■ WHAT IS NEEDED:
Exact reproduction is required for all entries.
[EXERCISE DATA Boundary: Start]
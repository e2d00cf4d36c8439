use ndarray::Array3;

use super::{ControlReference, Grid, Parameters, Penalty, Point};

/// Discretized objective
///
/// ```text
/// f(y) = (h³/2)·Σ_interior (y − y_d)² + α·h²·Σ_faces Pen(u − r)
/// ```
///
/// where `u` are the face values of the state and `r` is either zero or the
/// target at that face point. Every variable enters at most one term, so
/// value and gradient are a single pass over the grid.
#[derive(Debug, Clone)]
pub struct Objective {
    grid: Grid,
    tracking_weight: f64,
    control_weight: f64,
    penalty: Penalty,
    target: Array3<f64>,
    reference: ControlReference,
}

impl Objective {
    pub(super) fn new(grid: Grid, params: &Parameters) -> Self {
        Self {
            grid,
            tracking_weight: 0.5 * grid.hhh(),
            control_weight: params.alpha * grid.hh(),
            penalty: Penalty::new(params.penalty),
            target: params.target.sample(&grid),
            reference: params.control_reference,
        }
    }

    /// Weight `w = h³/2` of each squared tracking deviation.
    #[must_use]
    pub fn tracking_weight(&self) -> f64 {
        self.tracking_weight
    }

    /// Weight `α·h²` of each face penalty.
    #[must_use]
    pub fn control_weight(&self) -> f64 {
        self.control_weight
    }

    #[must_use]
    pub fn penalty(&self) -> &Penalty {
        &self.penalty
    }

    /// Target profile sampled at every grid point, indexed `[[i, j, k]]`.
    #[must_use]
    pub fn target(&self) -> &Array3<f64> {
        &self.target
    }

    /// Returns true if face values enter the objective.
    #[must_use]
    pub fn has_control_term(&self) -> bool {
        self.control_weight > 0.0
    }

    /// Evaluates the objective.
    ///
    /// `x` must have one entry per grid point.
    #[must_use]
    pub fn value(&self, x: &[f64]) -> f64 {
        let tracking: f64 = self
            .grid
            .interior()
            .map(|p| {
                let d = self.tracking_deviation(x, p);
                d * d
            })
            .sum();

        let control: f64 = if self.has_control_term() {
            self.grid
                .faces()
                .map(|p| self.penalty.value(self.control_deviation(x, p)))
                .sum()
        } else {
            0.0
        };

        self.tracking_weight * tracking + self.control_weight * control
    }

    /// Writes the objective gradient into `grad`, zeroing variables that
    /// enter neither term.
    pub fn gradient(&self, x: &[f64], grad: &mut [f64]) {
        grad.fill(0.0);

        for p in self.grid.interior() {
            grad[self.var(p)] = 2.0 * self.tracking_weight * self.tracking_deviation(x, p);
        }

        if self.has_control_term() {
            for p in self.grid.faces() {
                grad[self.var(p)] =
                    self.control_weight * self.penalty.first(self.control_deviation(x, p));
            }
        }
    }

    /// Second derivative of the tracking term with respect to an interior value.
    pub(super) fn tracking_curvature(&self) -> f64 {
        2.0 * self.tracking_weight
    }

    /// Second derivative of the control term with respect to face value `p`.
    pub(super) fn control_curvature(&self, x: &[f64], p: Point) -> f64 {
        self.control_weight * self.penalty.second(self.control_deviation(x, p))
    }

    fn var(&self, p: Point) -> usize {
        self.grid.y_index(p.i, p.j, p.k)
    }

    fn tracking_deviation(&self, x: &[f64], p: Point) -> f64 {
        x[self.var(p)] - self.target[[p.i, p.j, p.k]]
    }

    fn control_deviation(&self, x: &[f64], p: Point) -> f64 {
        let u = x[self.var(p)];
        match self.reference {
            ControlReference::Zero => u,
            ControlReference::Target => u - self.target[[p.i, p.j, p.k]],
        }
    }
}
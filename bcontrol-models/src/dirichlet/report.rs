use std::fmt;

use bcontrol_core::{Solution, SolverReturn};

use super::{Grid, Objective};

/// Summary of a final iterate, built when the solver hands back its result.
#[derive(Debug, Clone, Copy, PartialEq)]
pub struct SolutionReport {
    pub status: SolverReturn,
    pub objective: f64,
    /// Largest absolute PDE residual.
    pub max_violation: f64,
    /// Smallest face value.
    pub control_min: f64,
    /// Largest face value.
    pub control_max: f64,
    /// Root-mean-square distance to the target over the interior.
    pub tracking_rms: f64,
}

impl SolutionReport {
    pub(super) fn new(grid: &Grid, objective: &Objective, solution: &Solution<'_>) -> Self {
        let x = solution.x;
        let target = objective.target();

        let max_violation = solution.g.iter().fold(0.0_f64, |acc, r| acc.max(r.abs()));

        let (control_min, control_max) = grid.faces().fold(
            (f64::INFINITY, f64::NEG_INFINITY),
            |(lo, hi), p| {
                let u = x[grid.y_index(p.i, p.j, p.k)];
                (lo.min(u), hi.max(u))
            },
        );

        let sum_sq: f64 = grid
            .interior()
            .map(|p| {
                let d = x[grid.y_index(p.i, p.j, p.k)] - target[[p.i, p.j, p.k]];
                d * d
            })
            .sum();
        #[allow(clippy::cast_precision_loss)]
        let tracking_rms = (sum_sq / grid.num_interior() as f64).sqrt();

        Self {
            status: solution.status,
            objective: solution.objective,
            max_violation,
            control_min,
            control_max,
            tracking_rms,
        }
    }
}

impl fmt::Display for SolutionReport {
    fn fmt(&self, f: &mut fmt::Formatter<'_>) -> fmt::Result {
        write!(
            f,
            "{:?}: objective {:.6e}, max |g| {:.3e}, control in [{:.4}, {:.4}], tracking rms {:.4e}",
            self.status,
            self.objective,
            self.max_violation,
            self.control_min,
            self.control_max,
            self.tracking_rms,
        )
    }
}
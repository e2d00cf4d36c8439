/// Termination status reported by the solver when it finishes.
#[derive(Debug, Clone, Copy, PartialEq, Eq)]
pub enum SolverReturn {
    /// A locally optimal point was found within the desired tolerances.
    Success,
    /// Converged only to the acceptable tolerance level.
    StopAtAcceptablePoint,
    /// A feasible point was found for a square problem.
    FeasiblePointFound,
    /// The iteration limit was reached.
    MaxIterExceeded,
    /// The CPU or wall time limit was reached.
    TimeExceeded,
    /// Steps became too small to make progress.
    StopAtTinyStep,
    /// Converged to a point of local infeasibility.
    LocalInfeasibility,
    /// A callback asked the solver to stop.
    UserRequestedStop,
    /// The iterates diverged.
    DivergingIterates,
    /// The feasibility restoration phase failed.
    RestorationFailure,
    /// The search direction could not be computed.
    ErrorInStepComputation,
    /// A callback returned a NaN or infinite value.
    InvalidNumberDetected,
    /// There are more equality constraints than free variables.
    TooFewDegreesOfFreedom,
    /// Any other internal failure.
    InternalError,
}

impl SolverReturn {
    /// Returns true for the statuses that deliver a usable point.
    #[must_use]
    pub fn is_success(self) -> bool {
        matches!(
            self,
            SolverReturn::Success
                | SolverReturn::StopAtAcceptablePoint
                | SolverReturn::FeasiblePointFound
        )
    }
}

/// The final iterate handed to [`crate::NlpProblem::finalize`].
#[derive(Debug, Clone, Copy)]
pub struct Solution<'a> {
    pub status: SolverReturn,
    pub x: &'a [f64],
    pub z_l: &'a [f64],
    pub z_u: &'a [f64],
    pub g: &'a [f64],
    pub lambda: &'a [f64],
    pub objective: f64,
}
[EXERCISE DATA Boundary: End]
■ EXPECTED OUTPUT:
repository e2d00cf4d36c8439
use ndarray::Array3;

use super::{ControlReference, Grid, Parameters, Penalty, Point};

/// Discretized objective
///
/// ```text
/// f(y) = (h³/2)·Σ_interior (y − y_d)² + α·h²·Σ_faces Pen(u − r)
/// ```
///
/// where `u` are the face values of the state and `r` is either zero or the
/// target at that face point. Every variable enters at most one term, so
/// value and gradient are a single pass over the grid.
#[derive(Debug, Clone)]
pub struct Objective {
    grid: Grid,
    tracking_weight: f64,
    control_weight: f64,
    penalty: Penalty,
    target: Array3<f64>,
    reference: ControlReference,
}

impl Objective {
    pub(super) fn new(grid: Grid, params: &Parameters) -> Self {
        Self {
            grid,
            tracking_weight: 0.5 * grid.hhh(),
            control_weight: params.alpha * grid.hh(),
            penalty: Penalty::new(params.penalty),
            target: params.target.sample(&grid),
            reference: params.control_reference,
        }
    }

    /// Weight `w = h³/2` of each squared tracking deviation.
    #[must_use]
    pub fn tracking_weight(&self) -> f64 {
        self.tracking_weight
    }

    /// Weight `α·h²` of each face penalty.
    #[must_use]
    pub fn control_weight(&self) -> f64 {
        self.control_weight
    }

    #[must_use]
    pub fn penalty(&self) -> &Penalty {
        &self.penalty
    }

    /// Target profile sampled at every grid point, indexed `[[i, j, k]]`.
    #[must_use]
    pub fn target(&self) -> &Array3<f64> {
        &self.target
    }

    /// Returns true if face values enter the objective.
    #[must_use]
    pub fn has_control_term(&self) -> bool {
        self.control_weight > 0.0
    }

    /// Evaluates the objective.
    ///
    /// `x` must have one entry per grid point.
    #[must_use]
    pub fn value(&self, x: &[f64]) -> f64 {
        let tracking: f64 = self
            .grid
            .interior()
            .map(|p| {
                let d = self.tracking_deviation(x, p);
                d * d
            })
            .sum();

        let control: f64 = if self.has_control_term() {
            self.grid
                .faces()
                .map(|p| self.penalty.value(self.control_deviation(x, p)))
                .sum()
        } else {
            0.0
        };

        self.tracking_weight * tracking + self.control_weight * control
    }

    /// Writes the objective gradient into `grad`, zeroing variables that
    /// enter neither term.
    pub fn gradient(&self, x: &[f64], grad: &mut [f64]) {
        grad.fill(0.0);

        for p in self.grid.interior() {
            grad[self.var(p)] = 2.0 * self.tracking_weight * self.tracking_deviation(x, p);
        }

        if self.has_control_term() {
            for p in self.grid.faces() {
                grad[self.var(p)] =
                    self.control_weight * self.penalty.first(self.control_deviation(x, p));
            }
        }
    }

    /// Second derivative of the tracking term with respect to an interior value.
    pub(super) fn tracking_curvature(&self) -> f64 {
        2.0 * self.tracking_weight
    }

    /// Second derivative of the control term with respect to face value `p`.
    pub(super) fn control_curvature(&self, x: &[f64], p: Point) -> f64 {
        self.control_weight * self.penalty.second(self.control_deviation(x, p))
    }

    fn var(&self, p: Point) -> usize {
        self.grid.y_index(p.i, p.j, p.k)
    }

    fn tracking_deviation(&self, x: &[f64], p: Point) -> f64 {
        x[self.var(p)] - self.target[[p.i, p.j, p.k]]
    }

    fn control_deviation(&self, x: &[f64], p: Point) -> f64 {
        let u = x[self.var(p)];
        match self.reference {
            ControlReference::Zero => u,
            ControlReference::Target => u - self.target[[p.i, p.j, p.k]],
        }
    }
}
filename bcontrol-models/src/dirichlet/report.rs
use std::fmt;

use bcontrol_core::{Solution, SolverReturn};

use super::{Grid, Objective};

/// Summary of a final iterate, built when the solver hands back its result.
#[derive(Debug, Clone, Copy, PartialEq)]
pub struct SolutionReport {
    pub status: SolverReturn,
    pub objective: f64,
    /// Largest absolute PDE residual.
    pub max_violation: f64,
    /// Smallest face value.
    pub control_min: f64,
    /// Largest face value.
    pub control_max: f64,
    /// Root-mean-square distance to the target over the interior.
    pub tracking_rms: f64,
}

impl SolutionReport {
    pub(super) fn new(grid: &Grid, objective: &Objective, solution: &Solution<'_>) -> Self {
        let x = solution.x;
        let target = objective.target();

        let max_violation = solution.g.iter().fold(0.0_f64, |acc, r| acc.max(r.abs()));

        let (control_min, control_max) = grid.faces().fold(
            (f64::INFINITY, f64::NEG_INFINITY),
            |(lo, hi), p| {
                let u = x[grid.y_index(p.i, p.j, p.k)];
                (lo.min(u), hi.max(u))
            },
        );

        let sum_sq: f64 = grid
            .interior()
            .map(|p| {
                let d = x[grid.y_index(p.i, p.j, p.k)] - target[[p.i, p.j, p.k]];
                d * d
            })
            .sum();
        #[allow(clippy::cast_precision_loss)]
        let tracking_rms = (sum_sq / grid.num_interior() as f64).sqrt();

        Self {
            status: solution.status,
            objective: solution.objective,
            max_violation,
            control_min,
            control_max,
            tracking_rms,
        }
    }
}

impl fmt::Display for SolutionReport {
    fn fmt(&self, f: &mut fmt::Formatter<'_>) -> fmt::Result {
        write!(
            f,
            "{:?}: objective {:.6e}, max |g| {:.3e}, control in [{:.4}, {:.4}], tracking rms {:.4e}",
            self.status,
            self.objective,
            self.max_violation,
            self.control_min,
            self.control_max,
            self.tracking_rms,
        )
    }
}
repository e2d00cf4d36c8439
/// Termination status reported by the solver when it finishes.
#[derive(Debug, Clone, Copy, PartialEq, Eq)]
pub enum SolverReturn {
    /// A locally optimal point was found within the desired tolerances.
    Success,
    /// Converged only to the acceptable tolerance level.
    StopAtAcceptablePoint,
    /// A feasible point was found for a square problem.
    FeasiblePointFound,
    /// The iteration limit was reached.
    MaxIterExceeded,
    /// The CPU or wall time limit was reached.
    TimeExceeded,
    /// Steps became too small to make progress.
    StopAtTinyStep,
    /// Converged to a point of local infeasibility.
    LocalInfeasibility,
    /// A callback asked the solver to stop.
    UserRequestedStop,
    /// The iterates diverged.
    DivergingIterates,
    /// The feasibility restoration phase failed.
    RestorationFailure,
    /// The search direction could not be computed.
    ErrorInStepComputation,
    /// A callback returned a NaN or infinite value.
    InvalidNumberDetected,
    /// There are more equality constraints than free variables.
    TooFewDegreesOfFreedom,
    /// Any other internal failure.
    InternalError,
}

impl SolverReturn {
    /// Returns true for the statuses that deliver a usable point.
    #[must_use]
    pub fn is_success(self) -> bool {
        matches!(
            self,
            SolverReturn::Success
                | SolverReturn::StopAtAcceptablePoint
                | SolverReturn::FeasiblePointFound
        )
    }
}

/// The final iterate handed to [`crate::NlpProblem::finalize`].
#[derive(Debug, Clone, Copy)]
pub struct Solution<'a> {
    pub status: SolverReturn,
    pub x: &'a [f64],
    pub z_l: &'a [f64],
    pub z_u: &'a [f64],
    pub g: &'a [f64],
    pub lambda: &'a [f64],
    pub objective: f64,
}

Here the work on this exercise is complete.